TABLE 1.
LA number | QTL status | Chromosome location | Introgression length (cM) | % genome |
---|---|---|---|---|
LA3975 | None | 3 | 12.1 | 0.0096 |
LA3968 | None | 12 | 14.1 | 0.0112 |
LA3964 | None | 10 | 22.5 | 0.0179 |
LA3957 | None | 9 | 44.8 | 0.0356 |
LA3947 | None | 6 | 8.6 | 0.0068 |
LA3956 | Pollen | 9 | 57.4 | 0.0456 |
LA3935 | Pollen | 4 | 53 | 0.0421 |
LA3950 | Pollen | 7 | 33.8 | 0.0268 |
LA3963 | Pollen | 10 | 30.3 | 0.0241 |
LA3948 | Pollen | 7 | 50.4 | 0.0400 |
LA3931 | Seed | 4 | 18.7 | 0.0149 |
LA3939 | Seed | 5 | 25.8 | 0.0205 |
LA3943 | Seed | 5 | 34 | 0.0270 |
LA3915 | Seed | 1 | 34.8 | 0.0276 |
LA3977 | Seed | 4 | 19 | 0.0151 |
LA number, seed accession identifier (see tgrc.ucdavis.edu). QTL status, five NILs contained pollen sterility QTL and five contained seed sterility QTL previously identified in the genomewide survey of hybrid incompatibility between these two species (Moyle and Graham 2005). The remaining five NILs had no detected effects on hybrid pollen and seed fertility but had introgression lengths (centimorgans) comparable to the sterility QTL NIL set.

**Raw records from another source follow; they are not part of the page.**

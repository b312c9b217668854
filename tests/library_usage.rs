//! Integration tests for tabsync library usage.
//!
//! These tests convert the demo song in `test-files` through the public API,
//! the same way the command line does.

use std::path::Path;
use tabsync::{
    build_interpolator, compile_track, convert_song, parse_sync_file, parse_tab_file,
    write_document, ConversionSettings, ConversionTables, Interpolator, OutputFormat,
    SongDocument, TabSong, TabSyncError,
};

fn load_demo() -> (TabSong, Interpolator) {
    let sync = parse_sync_file(Path::new("test-files/demo.xml")).expect("Failed to read sync file");
    assert_eq!(sync.score_url, "demo.json");
    let score_path = Path::new("test-files").join(&sync.score_url);
    let song = parse_tab_file(&score_path).expect("Failed to read tablature");
    let points = sync.points().expect("Failed to parse sync points");
    let interpolator = build_interpolator(&points).expect("Failed to build interpolator");
    (song, interpolator)
}

fn convert_demo() -> Vec<SongDocument> {
    let (song, interpolator) = load_demo();
    convert_song(
        &song,
        &interpolator,
        &ConversionTables::default(),
        &ConversionSettings::default(),
    )
    .into_iter()
    .collect::<Result<Vec<_>, TabSyncError>>()
    .expect("Failed to convert demo song")
}

/// Test that all major types are accessible from the library.
#[test]
fn test_types_accessible() {
    fn _assert_types() {
        let _: fn(&[u8]) -> Result<TabSong, TabSyncError> = tabsync::parse_tab_data;
        let _: [i32; 6] = tabsync::STANDARD_TUNING;
    }
}

#[test]
fn test_lead_timeline() {
    let (song, interpolator) = load_demo();
    let timeline = compile_track(&song, 0, &interpolator, &ConversionTables::default())
        .expect("Failed to compile lead track");

    assert_eq!(timeline.notes.len(), 14);
    assert_eq!(timeline.chords.len(), 3);
    // 6 bars in 4/4 once the verse is repeated, then 2 bars in 3/4
    assert_eq!(timeline.beat_markers.len(), 30);

    let sections: Vec<(&str, f64)> = timeline
        .sections
        .iter()
        .map(|s| (s.name.as_str(), s.time))
        .collect();
    assert_eq!(
        sections,
        vec![("Intro", 0.0), ("Verse", 4.0), ("Verse", 8.0), ("Outro", 12.0)]
    );

    let tone_ids: Vec<u32> = timeline.tone_changes.iter().map(|t| t.tone_id).collect();
    assert_eq!(tone_ids, vec![1, 2, 1, 2, 1]);

    let chord_times: Vec<f64> = timeline.chords.iter().map(|c| c.time).collect();
    assert_eq!(chord_times, vec![2.0, 3.0, 14.0]);
    assert!(timeline.chords[0].palm_mute);
    assert!(timeline.chords[1].accent);
    assert!(!timeline.chords[1].palm_mute);

    let dead_note = timeline.notes.last().unwrap();
    assert!(dead_note.mute);
    assert_eq!(dead_note.time, 15.333);
}

#[test]
fn test_convert_demo_song() {
    let documents = convert_demo();
    assert_eq!(documents.len(), 2);

    let lead = &documents[0];
    assert_eq!(lead.title, "The Demo Song");
    assert_eq!(lead.song_name_sort, "Demo song");
    assert_eq!(lead.album_name_sort, "Test album");
    assert_eq!(lead.internal_name, "TabsyncTheDemoSong");
    assert_eq!(lead.song_length, 15.333);
    assert_eq!(lead.tuning.string0, 0);
    assert_eq!(lead.tone_a, "Clean");
    assert_eq!(lead.tone_b, "Dist");
    assert_eq!(lead.arrangement_properties.standard_tuning, 1);
    assert_eq!(lead.arrangement_properties.pinch_harmonics, 1);

    let rhythm = &documents[1];
    assert_eq!(rhythm.capo, 2);
    assert_eq!(rhythm.tuning.string5, -2);
    assert_eq!(rhythm.arrangement_properties.standard_tuning, 0);
    let level = &rhythm.levels.items()[0];
    assert_eq!(level.chords.len(), 3);
    assert_eq!(level.notes.len(), 1);
}

#[test]
fn test_write_demo_documents() {
    for document in convert_demo() {
        let xml = write_document(&document, OutputFormat::Xml).expect("Failed to write XML");
        assert!(xml.contains("<ebeats count=\"30\">"));
        let json = write_document(&document, OutputFormat::Json).expect("Failed to write JSON");
        let value: serde_json::Value = serde_json::from_str(&json).unwrap();
        assert_eq!(value["title"], "The Demo Song");
    }
}

#[test]
fn test_missing_sync_data() {
    let sync = tabsync::parse_sync_document("<track><scoreUrl>demo.json</scoreUrl><sync/></track>")
        .expect("Failed to parse sync document");
    let err = sync.points().unwrap_err();
    assert!(matches!(err, TabSyncError::MissingAnchorData(_)));
}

Note that segregation distortion detected here is unlikely to be systematically due to the direct effects of pollen or seed sterility QTL because: all known sterility QTL cause only partial sterility; lines carrying seed sterility QTL were preferentially used as pollen parents, and vice versa; our crossing methodology maximizes potential seed set (i.e., copious pollen is transferred and crosses are repeated multiple times to obtain sufficient seed); and, in only 4 of 31 cases where individual SH introgressions were significantly underrepresented in F2 populations (see text), was a parental line known to be partially sterile for the relevant parental function (i.e., seed sterility for maternal alleles, pollen sterility for paternal alleles).